Light/X-ray/ultrasound activated delayed photon emission of organic molecular probes for optical imaging: mechanisms, design strategies, and biomedical applications

Abstract

Conventional optical imaging, particularly fluorescence imaging, often encounters significant background noise due to tissue autofluorescence under real-time light excitation. To address this issue, a novel optical imaging strategy that captures optical signals after light excitation has been developed. This approach relies on molecular probes designed to store photoenergy and release it gradually as photons, resulting in delayed photon emission that minimizes background noise during signal acquisition. These molecular probes undergo various photophysical processes to facilitate delayed photon emission, including (1) charge separation and recombination, (2) generation, stabilization, and conversion of the triplet excitons, and (3) generation and decomposition of chemical traps.
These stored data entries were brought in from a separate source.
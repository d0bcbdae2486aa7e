use rand::Rng;
use std::time::Duration;

/// Delay before reconnect attempt `n` (0-based):
/// `min(base * 2^n, max)` plus uniform jitter in `[0, 25%)` of that value.
pub(crate) fn reconnect_delay(attempt: u32, base: Duration, max: Duration) -> Duration {
    let capped = base
        .saturating_mul(1u32.checked_shl(attempt.min(31)).unwrap_or(u32::MAX))
        .min(max);
    let jitter = capped.mul_f64(rand::thread_rng().gen_range(0.0..0.25));
    capped + jitter
}
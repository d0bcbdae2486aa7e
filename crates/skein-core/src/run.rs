use serde::{Deserialize, Serialize};

// ---------------------------------------------------------------------------
// Run lifecycle
// ---------------------------------------------------------------------------

/// Lifecycle state of a run.
///
/// `created` and `streaming` are the active states; everything else is
/// terminal. Supersession preserves the run's committed messages.
#[derive(Debug, Clone, Copy, PartialEq, Eq, Serialize, Deserialize)]
#[serde(rename_all = "lowercase")]
pub enum RunStatus {
    Created,
    Streaming,
    Committed,
    Failed,
    Cancelled,
    Superseded,
}

impl RunStatus {
    pub fn as_str(self) -> &'static str {
        match self {
            RunStatus::Created => "created",
            RunStatus::Streaming => "streaming",
            RunStatus::Committed => "committed",
            RunStatus::Failed => "failed",
            RunStatus::Cancelled => "cancelled",
            RunStatus::Superseded => "superseded",
        }
    }

    pub fn parse(s: &str) -> Option<Self> {
        match s {
            "created" => Some(RunStatus::Created),
            "streaming" => Some(RunStatus::Streaming),
            "committed" => Some(RunStatus::Committed),
            "failed" => Some(RunStatus::Failed),
            "cancelled" => Some(RunStatus::Cancelled),
            "superseded" => Some(RunStatus::Superseded),
            _ => None,
        }
    }

    pub fn is_active(self) -> bool {
        matches!(self, RunStatus::Created | RunStatus::Streaming)
    }

    pub fn is_terminal(self) -> bool {
        !self.is_active()
    }
}

/// The event stream id owned by a run.
pub fn run_stream_id(run_id: &str) -> String {
    format!("run:{run_id}")
}

/// A run record as held by the ledger store.
///
/// Invariants: `finished_at` is `None` iff the status is active;
/// `message_count` is 0 while active and set at commit.
#[derive(Debug, Clone, PartialEq, Serialize, Deserialize)]
#[serde(rename_all = "camelCase")]
pub struct RunRecord {
    pub run_id: String,
    pub thread_id: String,
    pub stream_id: String,
    pub fork_from_message_id: Option<String>,
    pub status: RunStatus,
    pub created_at: String,
    pub finished_at: Option<String>,
    pub message_count: u32,
}
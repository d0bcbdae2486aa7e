//! skein: a durable, resumable event transport and transcript ledger for AI
//! agent threads.
//!
//! A thread is the user-visible conversation; each generation attempt is a
//! run that owns an append-only event stream. Events are persisted with
//! per-stream sequence numbers, fanned out to live WebSocket subscribers
//! with a replay-then-live handover, and — on successful termination —
//! accumulated into the thread's immutable canonical transcript.
//!
//! The crates compose bottom-up:
//!
//! - [`store`]: append-only event journal + idempotent projector
//! - [`ledger`]: run lifecycle records and the canonical transcript
//! - [`protocol`]: the subscription wire protocol
//! - [`server`] / [`client`]: fan-out and resilient subscription
//! - [`engine`]: event stream -> canonical messages, transcript -> context
//! - [`runtime`]: run orchestration and stale-run reconciliation

pub use skein_client as client;
pub use skein_engine as engine;
pub use skein_ledger as ledger;
pub use skein_protocol as protocol;
pub use skein_runtime as runtime;
pub use skein_server as server;
pub use skein_store as store;

pub use skein_core::{
    now_rfc3339_millis, run_stream_id, CanonicalMessage, CanonicalPart, IdGenerator,
    MessageMetadata, Role, RunRecord, RunStatus, SequentialGenerator, StoredEvent, StreamEvent,
    UlidGenerator, SCHEMA_VERSION,
};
Another challenge in optical imaging is the limited tissue penetration depth of light, which severely restricts the efficiency of energy delivery, leading to a reduced penetration depth for delayed photon emission. In contrast, X-ray and ultrasound serve as deep-tissue energy sources that facilitate the conversion of high-energy photons or mechanical waves into the potential energy of excitons or the chemical energy of intermediates. This review highlights recent advancements in organic molecular probes designed for delayed photon emission using various energy sources. We discuss distinct mechanisms, and molecular design strategies, and offer insights into the future development of organic molecular probes for enhanced delayed photon emission.